The work patterns of engineers reveal interesting things about their character, but it’s not what you might imagine.
Our Hypothesis: Speedy vs. Bulky
To explore this, we started with a hypothesis that some engineers on a team are better at turning work around fast, while others are better at burning through lots of work. If correct, this would lead to an interesting distribution of engineers across two axes: Frequency and Volume, yielding a chart that looked something like this:
But what does “volume” even mean?
We tried all versions of ‘big’ we could think of. Since Lines of Code (LoC) is simple (though much reviled!), we started there to get a baseline. LoC doesn’t actually work as an operational metric, for reasons we explore in more depth here, but it did provide a starting point for something better.
The challenge is to find some metric that account for the fact deleting 50 lines of code and replacing them with 5 lines of more efficient code is arguably ‘bigger’ (e.g. more work) than contributing 100 new lines of un-edited prototype code: purely green-field work is often much easier than hunting down a pesky bug that results in a 4-line change.
We took a run at measuring the “bigness” of work from just about every other conceivable angle: overall code footprint, live lines in the codebase, lines that ‘stick,’ number of files hit, distinct edit locations — pretty much everything we could conceivably measure.
What ended up helping us crack this nut was the impressively large body of scholarly research around engineering work, particularly around commit normality: there is, in fact, such a thing as a ‘normal’ commit, and this ended up being the seed of a very reasonable proxy for engineering work, something we now call ‘Impact’.
With impact, we cross-weighted several data points in an attempt to approximate the cognitive load of engineering work and, after a bit of tuning, found something that maps to developer intuitions much better than LoC alone ever could.
Learning that quick is big
In analyzing millions of commits across thousands of teams, our initial theory about how engineers work turned out to be completely false.
Checking in frequently has such a tight correlation to an individual’s overall impact on the codebase that they are functional equivalents, resulting in banding that looks like this:
Commit frequency moves in lock-step with overall impact to the codebase, by any other measure we came up up with.
This correlation is so strong, in fact, in analyzing over 20 million commits across thousands of teams, we did not find any strong counter-examples to this.

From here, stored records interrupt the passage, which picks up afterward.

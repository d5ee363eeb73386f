//! Control surface of the picker: inbound commands, outbound events, and
//! the background workers that feed them.
//!
//! The host's event loop owns a [`crate::state::PickerState`], pushes every
//! control input through [`handle_command`], applies worker results via
//! [`crate::logic::apply_load_result`], and forwards [`PickerEvent`]s to
//! its renderer. Raw keystrokes should pass through [`spawn_query_worker`]
//! first so rapid typing settles before it reaches the state machine.

use tokio::sync::mpsc;

use crate::sources::LoadOutcome;
use crate::state::{Direction, EmojiCollection, EmojiItem, PickerState};

mod worker;

pub use worker::{spawn_loader_worker, spawn_query_worker};

/// Inbound control input, produced by the host UI layer.
#[derive(Clone, Debug)]
pub enum PickerCommand {
    /// A settled search query (already debounced).
    SubmitQuery(String),
    /// Activate the named collection tab, or the `"all"` sentinel.
    SwitchCollection(String),
    /// Move the highlight one step.
    Navigate(Direction),
    /// Activate the highlighted item.
    Activate,
    /// Flip multi-select mode; the filtered list and highlight stay put.
    ToggleMultiSelect,
    /// Re-fetch every configured source, bypassing the cache.
    ForceRefresh,
}

/// Outbound notification for the rendering layer.
#[derive(Clone, Debug)]
pub enum PickerEvent {
    /// A catalog finished loading; carries every collection for the tab
    /// row. Empty means nothing is configured.
    CatalogLoaded {
        /// Merged collections in load order.
        collections: Vec<EmojiCollection>,
    },
    /// Every configured source failed on a foreground load.
    CatalogLoadFailed {
        /// The last failure's message.
        message: String,
    },
    /// The displayed result set changed; implies the highlight was reset.
    FilteredChanged {
        /// The new result set, in catalog order.
        items: Vec<EmojiItem>,
    },
    /// The highlight moved.
    HighlightChanged {
        /// New highlight position, `None` when nothing is highlighted.
        index: Option<usize>,
    },
    /// The highlighted item was activated.
    ItemActivated {
        /// The activated item.
        item: EmojiItem,
        /// Whether the picker expects to stay open for further picks.
        multi_select: bool,
    },
}

/// One unit of work for the loader worker.
#[derive(Clone, Copy, Debug)]
pub struct RefreshRequest {
    /// Bypass cache reads and hit the network for every source.
    pub force: bool,
    /// Whether this is a refresh behind already-shown data; background
    /// failures stay out of the UI entirely.
    pub background: bool,
}

/// A finished load, handed back to the host to apply to its state.
#[derive(Clone, Debug)]
pub struct LoadResult {
    /// What the loader produced.
    pub outcome: LoadOutcome,
    /// Echoed from the originating [`RefreshRequest`].
    pub background: bool,
}

/// What: Dispatch one control input onto the state machine.
///
/// Inputs:
/// - `command`: The inbound input.
/// - `state`: Picker state to transition.
/// - `events_tx`: Renderer-bound event channel.
/// - `refresh_tx`: Loader-worker channel for refresh requests.
///
/// Details:
/// - `ForceRefresh` is forwarded to the loader worker as a foreground
///   forced request; everything else mutates `state` synchronously.
pub fn handle_command(
    command: PickerCommand,
    state: &mut PickerState,
    events_tx: &mpsc::UnboundedSender<PickerEvent>,
    refresh_tx: &mpsc::UnboundedSender<RefreshRequest>,
) {
    match command {
        PickerCommand::SubmitQuery(query) => crate::logic::apply_query(state, &query, events_tx),
        PickerCommand::SwitchCollection(name) => {
            crate::logic::switch_collection(state, &name, events_tx);
        }
        PickerCommand::Navigate(direction) => {
            crate::logic::move_selection(state, direction, events_tx);
        }
        PickerCommand::Activate => crate::logic::activate_selected(state, events_tx),
        PickerCommand::ToggleMultiSelect => state.multi_select = !state.multi_select,
        PickerCommand::ForceRefresh => {
            let _ = refresh_tx.send(RefreshRequest {
                force: true,
                background: false,
            });
        }
    }
}

#[cfg(test)]
mod tests {
    use super::*;

    #[test]
    /// What: Multi-select toggle flips only the flag
    ///
    /// - Input: Two toggles around an existing highlight
    /// - Output: Flag flips each time; highlight and list untouched; no
    ///   events
    fn toggle_multi_select_changes_nothing_else() {
        let mut state = PickerState::new(None);
        state.selected = Some(0);
        let (events_tx, mut events_rx) = mpsc::unbounded_channel();
        let (refresh_tx, _refresh_rx) = mpsc::unbounded_channel();

        handle_command(
            PickerCommand::ToggleMultiSelect,
            &mut state,
            &events_tx,
            &refresh_tx,
        );
        assert!(state.multi_select);
        handle_command(
            PickerCommand::ToggleMultiSelect,
            &mut state,
            &events_tx,
            &refresh_tx,
        );
        assert!(!state.multi_select);
        assert_eq!(state.selected, Some(0));
        assert!(events_rx.try_recv().is_err());
    }

    #[test]
    /// What: Force refresh becomes a forced foreground request
    ///
    /// - Input: `ForceRefresh` command
    /// - Output: One `RefreshRequest { force: true, background: false }`
    fn force_refresh_reaches_loader_channel() {
        let mut state = PickerState::new(None);
        let (events_tx, _events_rx) = mpsc::unbounded_channel();
        let (refresh_tx, mut refresh_rx) = mpsc::unbounded_channel();

        handle_command(
            PickerCommand::ForceRefresh,
            &mut state,
            &events_tx,
            &refresh_tx,
        );
        let request = refresh_rx.try_recv().expect("request forwarded");
        assert!(request.force);
        assert!(!request.background);
    }
}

High impact engineers take small, rapid bites
This is sort of fascinating in itself, because saying “we need to do more work” is kind of a crappy way to approach improving throughput of an engineering team. Most engineers are already doing their best, so if the team needs to “do more work,” it’s not immediately obvious how that’s going to happen and just results in bad feelings.
What’s fascinating about this particular data set is that it suggests that there may be structural things to change the way we work that can net out to efficiency gains.
Breaking work into granular bits is already considered a best practice, but this data suggests it may be more than that: encouraging this (and developing feedback loops that help make sure sure it’s happening) looks to be a more actionable path to encouraging higher individual impact.
“Take small bites and check in frequently” is actionable and visible; saying “do more work” just acts as a stressor.
And this is a holistic gain: besides being generally good for an engineer’s ability to make a personal impact, smaller and more frequent commits yield other positive externalities for the rest of the team:
- More granular commits make it easier to find and track down bugs when something breaks
- It’s easier to roll back specific changes instead of a giant change set.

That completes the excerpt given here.